▸ **SUPPLIED RECORDS**:
■ ■ ■ ■

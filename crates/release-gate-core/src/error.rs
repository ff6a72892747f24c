//! Error types for the release gate

use thiserror::Error;

/// Result type alias using GateError
pub type Result<T> = std::result::Result<T, GateError>;

/// Main error type for release gate operations
#[derive(Debug, Error)]
pub enum GateError {
    /// Configuration-related errors
    #[error(transparent)]
    Config(#[from] ConfigError),

    /// External tool errors
    #[error(transparent)]
    Tool(#[from] ToolError),

    /// TOML serialization error
    #[error("TOML serialization error: {0}")]
    Toml(#[from] toml::ser::Error),
}

/// Configuration-related errors
#[derive(Debug, Error)]
pub enum ConfigError {
    /// Invalid configuration value
    #[error("Invalid configuration: {field} - {message}")]
    InvalidValue { field: String, message: String },

    /// Heading pattern could not be compiled
    #[error("Invalid heading pattern: {0}")]
    Pattern(#[from] regex::Error),

    /// YAML parsing error
    #[error("YAML parsing error: {0}")]
    YamlError(#[from] serde_yaml::Error),

    /// TOML parsing error
    #[error("TOML parsing error: {0}")]
    TomlError(#[from] toml::de::Error),

    /// IO error
    #[error("IO error reading config: {0}")]
    Io(#[from] std::io::Error),
}

/// Errors raised while running the external release tool
#[derive(Debug, Error)]
pub enum ToolError {
    /// The process could not be started
    #[error("Failed to run `{command}`: {source}")]
    Spawn {
        command: String,
        #[source]
        source: std::io::Error,
    },

    /// The process ran and exited non-zero
    #[error("Command failed: {command} (exit code {code})\n{stderr}")]
    Failed {
        command: String,
        code: i32,
        stderr: String,
    },

    /// The process was terminated without an exit code
    #[error("Command terminated by signal: {0}")]
    Signal(String),
}

impl GateError {
    /// Whether this error came from configuration loading or validation
    pub fn is_config(&self) -> bool {
        matches!(self, Self::Config(_))
    }
}

#[cfg(test)]
mod tests {
    use super::*;

    #[test]
    fn test_failed_message_includes_stderr() {
        let err = GateError::from(ToolError::Failed {
            command: "npx standard-version --dry-run".to_string(),
            code: 1,
            stderr: "fatal: not a git repository".to_string(),
        });
        let msg = err.to_string();
        assert!(msg.contains("exit code 1"));
        assert!(msg.contains("not a git repository"));
        assert!(!err.is_config());
    }

    #[test]
    fn test_config_error_is_config() {
        let err = GateError::from(ConfigError::InvalidValue {
            field: "gate.sections".to_string(),
            message: "at least one section is required".to_string(),
        });
        assert!(err.is_config());
    }
}
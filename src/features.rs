// Choosing which numbers get clustered: the raw channel matrix, a subset of
// its channels picked by a boolean channel annotation, or a stored embedding.

use log::warn;
use ndarray::{s, Array2, Axis};

use crate::container::CellRepository;
use crate::error::{ClusterError, Result};

#[derive(Clone, Debug, Default, PartialEq, Eq)]
pub struct FeatureSelector {
    pub embedding: Option<String>,
    pub n_components: Option<usize>,
    pub channel_mask: Option<String>,
}

impl FeatureSelector {
    /// Cluster on the full channel matrix.
    pub fn all() -> FeatureSelector {
        FeatureSelector::default()
    }

    pub fn use_embedding(mut self, key: &str) -> FeatureSelector {
        self.embedding = Some(key.to_string());
        self
    }

    /// Only use the leading `n` columns of the embedding.
    pub fn n_components(mut self, n: usize) -> FeatureSelector {
        self.n_components = Some(n);
        self
    }

    pub fn use_channel_mask(mut self, column: &str) -> FeatureSelector {
        self.channel_mask = Some(column.to_string());
        self
    }

    pub fn validate(&self) -> Result<()> {
        if self.embedding.is_some() && self.channel_mask.is_some() {
            return Err(ClusterError::Configuration(
                "an embedding and a channel mask cannot both be used to select features"
                    .to_string(),
            ));
        }
        Ok(())
    }

    /// Copy out the matrix to cluster. Never modifies `repo`.
    pub fn resolve<R: CellRepository + ?Sized>(&self, repo: &R) -> Result<Array2<f64>> {
        self.validate()?;

        if self.n_components.is_some() && self.embedding.is_none() {
            warn!("n_components is only used together with an embedding; ignoring it");
        }

        match (&self.embedding, &self.channel_mask) {
            (Some(key), _) => {
                let embedding = repo
                    .embedding(key)
                    .ok_or_else(|| ClusterError::MissingKey {
                        kind: "embedding",
                        key: key.clone(),
                    })?;
                let ncols = self
                    .n_components
                    .map_or(embedding.ncols(), |n| n.min(embedding.ncols()));
                Ok(embedding.slice(s![.., ..ncols]).to_owned())
            }
            (None, Some(key)) => {
                let column = repo
                    .var_column(key)
                    .ok_or_else(|| ClusterError::MissingKey {
                        kind: "channel annotation",
                        key: key.clone(),
                    })?;
                let mask = column.as_bool().ok_or_else(|| ClusterError::ColumnType {
                    column: key.clone(),
                    found: column.dtype(),
                })?;
                let channels = mask
                    .iter()
                    .enumerate()
                    .filter_map(|(j, &keep)| if keep { Some(j) } else { None })
                    .collect::<Vec<_>>();
                Ok(repo.matrix().select(Axis(1), &channels))
            }
            (None, None) => Ok(repo.matrix().to_owned()),
        }
    }
}
impl<S: ComponentScorer> GaussianMixture<S> {
    pub fn init(mut self, init: MixtureInit) -> Self {
        self.init = init;
        self
    }

    pub fn max_steps(mut self, max_steps: usize) -> Self {
        self.max_steps = max_steps;
        self
    }

    pub fn seed(mut self, seed: u64) -> Self {
        self.seed = Some(seed);
        self
    }

    /// Backend used for the k-means initialization pass.
    pub fn seeder(mut self, seeder: Box<dyn PartitionBackend>) -> Self {
        self.seeder = seeder;
        self
    }

    pub fn scorer<T: ComponentScorer>(self, scorer: T) -> GaussianMixture<T> {
        GaussianMixture {
            n_clusters: self.n_clusters,
            init: self.init,
            max_steps: self.max_steps,
            seed: self.seed,
            seeder: self.seeder,
            scorer,
        }
    }

    pub fn n_clusters(&self) -> usize {
        self.n_clusters
    }

    pub fn get_init(&self) -> &MixtureInit {
        &self.init
    }

    pub fn get_max_steps(&self) -> usize {
        self.max_steps
    }

    pub fn scorer_name(&self) -> &'static str {
        self.scorer.name()
    }

    pub fn validate(&self, n_features: usize) -> Result<()> {
        if self.n_clusters == 0 {
            return Err(ClusterError::Configuration(
                "n_clusters must be at least 1".to_string(),
            ));
        }
        if let MixtureInit::Centers(centers) = &self.init {
            if centers.dim() != (self.n_clusters, n_features) {
                return Err(ClusterError::Shape {
                    what: "initial centers",
                    expected: (self.n_clusters, n_features),
                    got: centers.dim(),
                });
            }
        }
        Ok(())
    }

    pub fn fit(&self, x: ArrayView2<f64>) -> Result<MixtureFit> {
        let (n, d) = x.dim();
        if n == 0 || d == 0 {
            return Err(ClusterError::EmptyMatrix { rows: n, cols: d });
        }
        self.validate(d)?;
        let k = self.n_clusters;

        let centers = self.initial_centers(x)?;
        let mut labels = nearest_center(x, centers.view());
        let mut components = initial_components(x, centers, &labels);

        // The candidate buffer starts out as all zeros. With a zero step
        // budget that is what gets returned.
        let mut candidate = Array1::<usize>::zeros(n);
        let mut scores = Array2::<f64>::zeros((n, k));
        let mut steps = 0;
        let mut converged = false;

        while steps < self.max_steps {
            let t0 = Instant::now();
            scores = self.scorer.score(x, &components);
            candidate = argmax_rows(scores.view());
            reestimate(x, &candidate, &mut components);
            steps += 1;
            trace!("mixture step {}: {:?}", steps, t0.elapsed());

            let nchanged = izip!(&labels, &candidate).filter(|(a, b)| a != b).count();
            debug!("mixture step {}: {} cells changed component", steps, nchanged);

            if nchanged == 0 {
                converged = true;
                break;
            }
            labels.assign(&candidate);
        }

        if converged {
            info!("mixture with {} components converged after {} steps", k, steps);
        } else {
            info!(
                "mixture with {} components stopped at the step budget ({}) without converging",
                k, steps
            );
        }

        let fit = MixtureFit {
            labels: candidate,
            components,
            scores,
            steps,
            converged,
        };
        for j in fit.singular_components() {
            warn!(
                "mixture component {} has a singular covariance and scores NaN for every cell",
                j
            );
        }
        Ok(fit)
    }

    fn initial_centers(&self, x: ArrayView2<f64>) -> Result<Array2<f64>> {
        match &self.init {
            MixtureInit::Centers(centers) => Ok(centers.clone()),
            MixtureInit::Random => Ok(random_centers(x, self.n_clusters, self.seed)),
            MixtureInit::KMeans => {
                let mut params = KMeansParams::new(self.n_clusters);
                if let Some(seed) = self.seed {
                    params = params.seed(seed);
                }
                debug!("seeding mixture with {} k-means", self.seeder.name());
                Ok(self.seeder.kmeans(x, &params)?.centers)
            }
        }
    }
}
// Metadata kept alongside each clustering's labels in the results store.

use ndarray::{Array1, Array2};
use serde::Serialize;

use super::hierarchical::{AgglomerativeParams, HierarchicalFit};
use super::kmeans::{KMeansFit, KMeansParams};
use super::mixture::{MixtureFit, MixtureInit};

#[derive(Clone, Debug, Serialize)]
#[serde(tag = "method", rename_all = "snake_case")]
pub enum ClusterRecord {
    Mixture(MixtureRecord),
    #[serde(rename = "kmeans")]
    KMeans(KMeansRecord),
    Agglomerative(AgglomerativeRecord),
}

/// How a mixture was initialized: the mode name, or the centers themselves
/// when they were given explicitly.
#[derive(Clone, Debug, PartialEq, Serialize)]
#[serde(untagged)]
pub enum InitRecord {
    Mode(String),
    Centers(Array2<f64>),
}

impl From<&MixtureInit> for InitRecord {
    fn from(init: &MixtureInit) -> InitRecord {
        match init {
            MixtureInit::Centers(centers) => InitRecord::Centers(centers.clone()),
            _ => InitRecord::Mode(init.name().to_string()),
        }
    }
}

#[derive(Clone, Debug, Serialize)]
pub struct MixtureRecord {
    pub n_clusters: usize,
    pub max_steps: usize,
    pub steps_before_convergence: usize,
    pub converged: bool,
    pub initialization: InitRecord,
    pub scorer: String,
    /// Final per-cell, per-component scores (`n × k`), not mixing weights.
    pub scores: Array2<f64>,
    /// Mixing weights, one per component.
    pub weights: Array1<f64>,
    pub stale_components: Vec<usize>,
}

impl MixtureRecord {
    pub fn new(
        fit: &MixtureFit,
        n_clusters: usize,
        max_steps: usize,
        init: &MixtureInit,
        scorer: &str,
    ) -> MixtureRecord {
        MixtureRecord {
            n_clusters,
            max_steps,
            steps_before_convergence: fit.steps,
            converged: fit.converged,
            initialization: InitRecord::from(init),
            scorer: scorer.to_string(),
            scores: fit.scores.clone(),
            weights: fit.weights(),
            stale_components: fit.stale_components(),
        }
    }
}

#[derive(Clone, Debug, Serialize)]
pub struct KMeansRecord {
    pub backend: String,
    pub params: KMeansParams,
    pub cluster_centers: Array2<f64>,
    pub inertia: f64,
    pub n_iter: Option<usize>,
}

impl KMeansRecord {
    pub fn new(fit: &KMeansFit, params: &KMeansParams, backend: &str) -> KMeansRecord {
        KMeansRecord {
            backend: backend.to_string(),
            params: params.clone(),
            cluster_centers: fit.centers.clone(),
            inertia: fit.inertia,
            n_iter: fit.n_iter,
        }
    }
}

#[derive(Clone, Debug, Serialize)]
pub struct AgglomerativeRecord {
    pub params: AgglomerativeParams,
    pub n_clusters: usize,
    pub n_leaves: usize,
    pub n_connected_components: usize,
    pub children: Vec<[usize; 2]>,
    pub distances: Vec<f64>,
}

impl AgglomerativeRecord {
    pub fn new(fit: &HierarchicalFit, params: &AgglomerativeParams) -> AgglomerativeRecord {
        AgglomerativeRecord {
            params: params.clone(),
            n_clusters: fit.n_clusters,
            n_leaves: fit.n_leaves,
            n_connected_components: fit.n_connected_components,
            children: fit.children.clone(),
            distances: fit.distances.clone(),
        }
    }
}

#[cfg(test)]
mod tests {
    use super::*;
    use ndarray::array;

    #[test]
    fn test_init_record() {
        assert_eq!(
            InitRecord::from(&MixtureInit::KMeans),
            InitRecord::Mode("kmeans".to_string())
        );
        let centers = array![[0.0, 1.0]];
        assert_eq!(
            InitRecord::from(&MixtureInit::Centers(centers.clone())),
            InitRecord::Centers(centers)
        );
    }

    #[test]
    fn test_json_layout() {
        let record = ClusterRecord::KMeans(KMeansRecord {
            backend: "native".to_string(),
            params: KMeansParams::new(2),
            cluster_centers: array![[0.0], [1.0]],
            inertia: 0.5,
            n_iter: Some(3),
        });
        let value = serde_json::to_value(&record).unwrap();
        assert_eq!(value["method"], "kmeans");
        assert_eq!(value["params"]["init"], "k-means++");
        assert_eq!(value["n_iter"], 3);
    }
}
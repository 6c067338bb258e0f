// Partition and hierarchical clustering backends. The native backend runs
// the implementations in this crate; the linfa backend hands k-means off to
// linfa-clustering.

use linfa::traits::{Fit, Predict};
use linfa::DatasetBase;
use linfa_clustering::{KMeans, KMeansInit as LinfaKMeansInit};
use log::debug;
use ndarray::{Array1, ArrayView2};

use super::hierarchical::{agglomerative, AgglomerativeParams, HierarchicalFit};
use super::kmeans::{inertia_sweep, kmeans, KMeansFit, KMeansInit, KMeansParams};
use crate::error::Result;

pub trait PartitionBackend: Send + Sync {
    fn name(&self) -> &'static str;

    fn kmeans(&self, x: ArrayView2<f64>, params: &KMeansParams) -> Result<KMeansFit>;

    /// Inertia for each requested cluster count.
    fn inertias(&self, x: ArrayView2<f64>, ks: &[usize], params: &KMeansParams) -> Result<Vec<f64>> {
        inertia_sweep(x, ks, params, |x, params| self.kmeans(x, params))
    }
}

pub trait HierarchicalBackend: Send + Sync {
    fn name(&self) -> &'static str;

    fn agglomerative(
        &self,
        x: ArrayView2<f64>,
        params: &AgglomerativeParams,
    ) -> Result<HierarchicalFit>;
}

#[derive(Clone, Copy, Debug, Default)]
pub struct NativeBackend;

impl PartitionBackend for NativeBackend {
    fn name(&self) -> &'static str {
        "native"
    }

    fn kmeans(&self, x: ArrayView2<f64>, params: &KMeansParams) -> Result<KMeansFit> {
        kmeans(x, params)
    }
}

impl HierarchicalBackend for NativeBackend {
    fn name(&self) -> &'static str {
        "native"
    }

    fn agglomerative(
        &self,
        x: ArrayView2<f64>,
        params: &AgglomerativeParams,
    ) -> Result<HierarchicalFit> {
        agglomerative(x, params)
    }
}

#[derive(Clone, Copy, Debug, Default)]
pub struct LinfaBackend;

impl PartitionBackend for LinfaBackend {
    fn name(&self) -> &'static str {
        "linfa"
    }

    // linfa seeds its own generator, so `params.seed` is not forwarded.
    fn kmeans(&self, x: ArrayView2<f64>, params: &KMeansParams) -> Result<KMeansFit> {
        if params.seed.is_some() {
            debug!("linfa k-means uses its own fixed seed; ignoring the requested one");
        }
        let init = match params.init {
            KMeansInit::KMeansPlusPlus => LinfaKMeansInit::KMeansPlusPlus,
            KMeansInit::Random => LinfaKMeansInit::Random,
        };

        let dataset = DatasetBase::from(x.to_owned());
        let model = KMeans::params(params.n_clusters)
            .n_runs(params.n_init)
            .max_n_iterations(params.max_iter as u64)
            .tolerance(params.tolerance)
            .init_method(init)
            .fit(&dataset)?;

        let labels: Array1<usize> = model.predict(&x);
        Ok(KMeansFit {
            labels,
            centers: model.centroids().to_owned(),
            inertia: model.inertia(),
            n_iter: None,
        })
    }
}
// Lloyd's k-means with k-means++ or random seeding, keeping the best of
// several restarts.

use clap::ValueEnum;
use log::{debug, trace};
use ndarray::{Array1, Array2, ArrayView2, Axis, Zip};
use rand::distr::weighted::WeightedIndex;
use rand::distr::Distribution;
use rand::rngs::StdRng;
use rand::seq::index::sample;
use rand::Rng;
use serde::Serialize;

use super::assign::{argmin_distance, nearest_center, squared_distance};
use super::seeded_rng;
use crate::error::{ClusterError, Result};

#[derive(Clone, Copy, Debug, PartialEq, Eq, Serialize, ValueEnum)]
pub enum KMeansInit {
    #[serde(rename = "k-means++")]
    #[value(name = "k-means++")]
    KMeansPlusPlus,
    #[serde(rename = "random")]
    Random,
}

#[derive(Clone, Debug, PartialEq, Serialize)]
pub struct KMeansParams {
    pub n_clusters: usize,
    pub init: KMeansInit,
    pub n_init: usize,
    pub max_iter: usize,
    pub tolerance: f64,
    pub seed: Option<u64>,
}

impl KMeansParams {
    pub fn new(n_clusters: usize) -> KMeansParams {
        KMeansParams {
            n_clusters,
            init: KMeansInit::KMeansPlusPlus,
            n_init: 10,
            max_iter: 300,
            tolerance: 1e-4,
            seed: None,
        }
    }

    pub fn init(mut self, init: KMeansInit) -> Self {
        self.init = init;
        self
    }

    pub fn n_init(mut self, n_init: usize) -> Self {
        self.n_init = n_init;
        self
    }

    pub fn max_iter(mut self, max_iter: usize) -> Self {
        self.max_iter = max_iter;
        self
    }

    pub fn tolerance(mut self, tolerance: f64) -> Self {
        self.tolerance = tolerance;
        self
    }

    pub fn seed(mut self, seed: u64) -> Self {
        self.seed = Some(seed);
        self
    }

    pub fn validate(&self, n_obs: usize) -> Result<()> {
        if self.n_clusters == 0 {
            return Err(ClusterError::Configuration(
                "n_clusters must be at least 1".to_string(),
            ));
        }
        if self.n_init == 0 {
            return Err(ClusterError::Configuration(
                "n_init must be at least 1".to_string(),
            ));
        }
        if self.n_clusters > n_obs {
            return Err(ClusterError::Configuration(format!(
                "n_clusters ({}) is larger than the number of cells ({})",
                self.n_clusters, n_obs
            )));
        }
        Ok(())
    }
}

#[derive(Clone, Debug)]
pub struct KMeansFit {
    pub labels: Array1<usize>,
    pub centers: Array2<f64>,
    /// Sum of squared distances from each cell to its center.
    pub inertia: f64,
    /// Iterations of the best run, when the backend reports them.
    pub n_iter: Option<usize>,
}

pub fn kmeans(x: ArrayView2<f64>, params: &KMeansParams) -> Result<KMeansFit> {
    let (n, d) = x.dim();
    if n == 0 || d == 0 {
        return Err(ClusterError::EmptyMatrix { rows: n, cols: d });
    }
    params.validate(n)?;

    // tolerance is relative to the average feature variance
    let tol = params.tolerance * x.var_axis(Axis(0), 0.0).mean().unwrap_or(0.0);

    let mut rng = seeded_rng(params.seed);
    let mut best: Option<KMeansFit> = None;
    for run in 0..params.n_init {
        let centers = match params.init {
            KMeansInit::KMeansPlusPlus => kmeans_plus_plus(x, params.n_clusters, &mut rng),
            KMeansInit::Random => random_rows(x, params.n_clusters, &mut rng),
        };
        let fit = lloyd(x, centers, params.max_iter, tol);
        trace!("k-means run {}: inertia {}", run, fit.inertia);

        if best.as_ref().map_or(true, |b| fit.inertia < b.inertia) {
            best = Some(fit);
        }
    }

    let best = best.ok_or_else(|| {
        ClusterError::Configuration("n_init must be at least 1".to_string())
    })?;
    debug!(
        "k-means with {} clusters: inertia {} after {:?} iterations",
        params.n_clusters, best.inertia, best.n_iter
    );
    Ok(best)
}

// Run k-means once per entry of `ks`, returning the inertia of each.
pub fn inertia_sweep(
    x: ArrayView2<f64>,
    ks: &[usize],
    params: &KMeansParams,
    fit: impl Fn(ArrayView2<f64>, &KMeansParams) -> Result<KMeansFit>,
) -> Result<Vec<f64>> {
    ks.iter()
        .map(|&k| {
            let mut params = params.clone();
            params.n_clusters = k;
            Ok(fit(x, &params)?.inertia)
        })
        .collect()
}

fn lloyd(x: ArrayView2<f64>, mut centers: Array2<f64>, max_iter: usize, tol: f64) -> KMeansFit {
    let k = centers.nrows();
    let mut n_iter = 0;

    for _ in 0..max_iter {
        let labels = nearest_center(x, centers.view());
        n_iter += 1;

        let mut sums = Array2::<f64>::zeros(centers.dim());
        let mut counts = vec![0_usize; k];
        for (row, &label) in x.rows().into_iter().zip(&labels) {
            sums.row_mut(label).scaled_add(1.0, &row);
            counts[label] += 1;
        }

        let mut shift = 0.0;
        for (j, &count) in counts.iter().enumerate() {
            // empty clusters keep their previous center
            if count == 0 {
                continue;
            }
            let center = sums.row(j).mapv(|v| v / count as f64);
            shift += squared_distance(center.view(), centers.row(j));
            centers.row_mut(j).assign(&center);
        }

        if shift <= tol {
            break;
        }
    }

    let mut labels = Array1::<usize>::zeros(x.nrows());
    let mut distances = Array1::<f64>::zeros(x.nrows());
    Zip::from(&mut labels)
        .and(&mut distances)
        .and(x.rows())
        .par_for_each(|label, distance, row| {
            (*label, *distance) = argmin_distance(row, centers.view());
        });

    KMeansFit {
        labels,
        centers,
        inertia: distances.sum(),
        n_iter: Some(n_iter),
    }
}

fn random_rows(x: ArrayView2<f64>, k: usize, rng: &mut StdRng) -> Array2<f64> {
    let rows = sample(rng, x.nrows(), k).into_vec();
    x.select(Axis(0), &rows)
}

// Each new center is drawn with probability proportional to its squared
// distance from the nearest center picked so far.
fn kmeans_plus_plus(x: ArrayView2<f64>, k: usize, rng: &mut StdRng) -> Array2<f64> {
    let n = x.nrows();
    let mut rows = Vec::with_capacity(k);
    rows.push(rng.random_range(0..n));

    let mut d2 = Array1::<f64>::from_elem(n, f64::INFINITY);
    while rows.len() < k {
        let last = x.row(rows[rows.len() - 1]);
        Zip::from(&mut d2).and(x.rows()).for_each(|d, row| {
            *d = d.min(squared_distance(row, last));
        });

        let next = match WeightedIndex::new(d2.iter().copied()) {
            Ok(dist) => dist.sample(rng),
            // every remaining cell coincides with a center
            Err(_) => rng.random_range(0..n),
        };
        rows.push(next);
    }

    x.select(Axis(0), &rows)
}
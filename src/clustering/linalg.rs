use ndarray::{Array1, Array2, ArrayView1, ArrayView2, Axis};

// Column means of `x`. An empty matrix gives NaN means.
pub fn column_means(x: ArrayView2<f64>) -> Array1<f64> {
    x.sum_axis(Axis(0)) / x.nrows() as f64
}

// Sample covariance of the rows of `x` around `mean`, with an n - 1
// denominator. Fewer than two rows gives non-finite entries, which is
// passed through to the caller untouched.
pub fn sample_covariance(x: ArrayView2<f64>, mean: ArrayView1<f64>) -> Array2<f64> {
    let centered = &x - &mean;
    centered.t().dot(&centered) / (x.nrows() as f64 - 1.0)
}

// Invert a square matrix by Gauss-Jordan elimination with partial pivoting,
// returning the inverse along with the determinant.
//
// A zero (or non-finite) pivot means the matrix is singular: the inverse
// comes back filled with NaN and the determinant is zero.
pub fn invert(a: ArrayView2<f64>) -> (Array2<f64>, f64) {
    let d = a.nrows();
    debug_assert_eq!(d, a.ncols());

    let mut m = a.to_owned();
    let mut inv = Array2::<f64>::eye(d);
    let mut det = 1.0;

    for col in 0..d {
        let mut pivot_row = col;
        let mut pivot_abs = m[[col, col]].abs();
        for row in (col + 1)..d {
            let v = m[[row, col]].abs();
            if v > pivot_abs {
                pivot_abs = v;
                pivot_row = row;
            }
        }

        let pivot = m[[pivot_row, col]];
        if pivot == 0.0 || !pivot.is_finite() {
            return (Array2::from_elem((d, d), f64::NAN), 0.0);
        }

        if pivot_row != col {
            swap_rows(&mut m, pivot_row, col);
            swap_rows(&mut inv, pivot_row, col);
            det = -det;
        }
        det *= pivot;

        m.row_mut(col).mapv_inplace(|v| v / pivot);
        inv.row_mut(col).mapv_inplace(|v| v / pivot);

        let m_pivot = m.row(col).to_owned();
        let inv_pivot = inv.row(col).to_owned();
        for row in 0..d {
            if row == col {
                continue;
            }
            let factor = m[[row, col]];
            if factor != 0.0 {
                m.row_mut(row).scaled_add(-factor, &m_pivot);
                inv.row_mut(row).scaled_add(-factor, &inv_pivot);
            }
        }
    }

    (inv, det)
}

fn swap_rows(m: &mut Array2<f64>, i: usize, j: usize) {
    for k in 0..m.ncols() {
        m.swap([i, k], [j, k]);
    }
}

#[cfg(test)]
mod tests {
    use super::*;
    use ndarray::array;

    fn assert_close(a: &Array2<f64>, b: &Array2<f64>, eps: f64) {
        assert_eq!(a.dim(), b.dim());
        for (x, y) in a.iter().zip(b.iter()) {
            assert!((x - y).abs() < eps, "{} != {}", x, y);
        }
    }

    #[test]
    fn test_invert_2x2() {
        let a = array![[4.0, 7.0], [2.0, 6.0]];
        let (inv, det) = invert(a.view());
        assert!((det - 10.0).abs() < 1e-12);
        assert_close(&inv, &array![[0.6, -0.7], [-0.2, 0.4]], 1e-12);
    }

    #[test]
    fn test_invert_needs_pivoting() {
        let a = array![[0.0, 1.0, 0.0], [2.0, 0.0, 0.0], [0.0, 0.0, 3.0]];
        let (inv, det) = invert(a.view());
        assert!((det + 6.0).abs() < 1e-12);
        assert_close(&a.dot(&inv), &Array2::eye(3), 1e-12);
    }

    #[test]
    fn test_invert_singular() {
        let a = array![[1.0, 2.0], [2.0, 4.0]];
        let (inv, det) = invert(a.view());
        assert_eq!(det, 0.0);
        assert!(inv.iter().all(|v| v.is_nan()));
    }

    #[test]
    fn test_covariance() {
        let x = array![[1.0, 2.0], [3.0, 6.0], [5.0, 10.0]];
        let mean = column_means(x.view());
        assert_eq!(mean, array![3.0, 6.0]);

        let cov = sample_covariance(x.view(), mean.view());
        assert_close(&cov, &array![[4.0, 8.0], [8.0, 16.0]], 1e-12);
    }

    #[test]
    fn test_covariance_single_row() {
        let x = array![[1.0, 2.0]];
        let mean = column_means(x.view());
        let cov = sample_covariance(x.view(), mean.view());
        assert!(cov.iter().all(|v| !v.is_finite()));
    }
}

■ ■ ■ ■

▸ **WHAT NEEDS TO BE DONE**:
Check all the records above and select each line where the string "GateError" is found.

▸ **ANSWER TO THE EXERCISE**:
/// Result type alias using GateError
pub type Result<T> = std::result::Result<T, GateError>;
pub enum GateError {
impl GateError {
        let err = GateError::from(ToolError::Failed {
        let err = GateError::from(ConfigError::InvalidValue {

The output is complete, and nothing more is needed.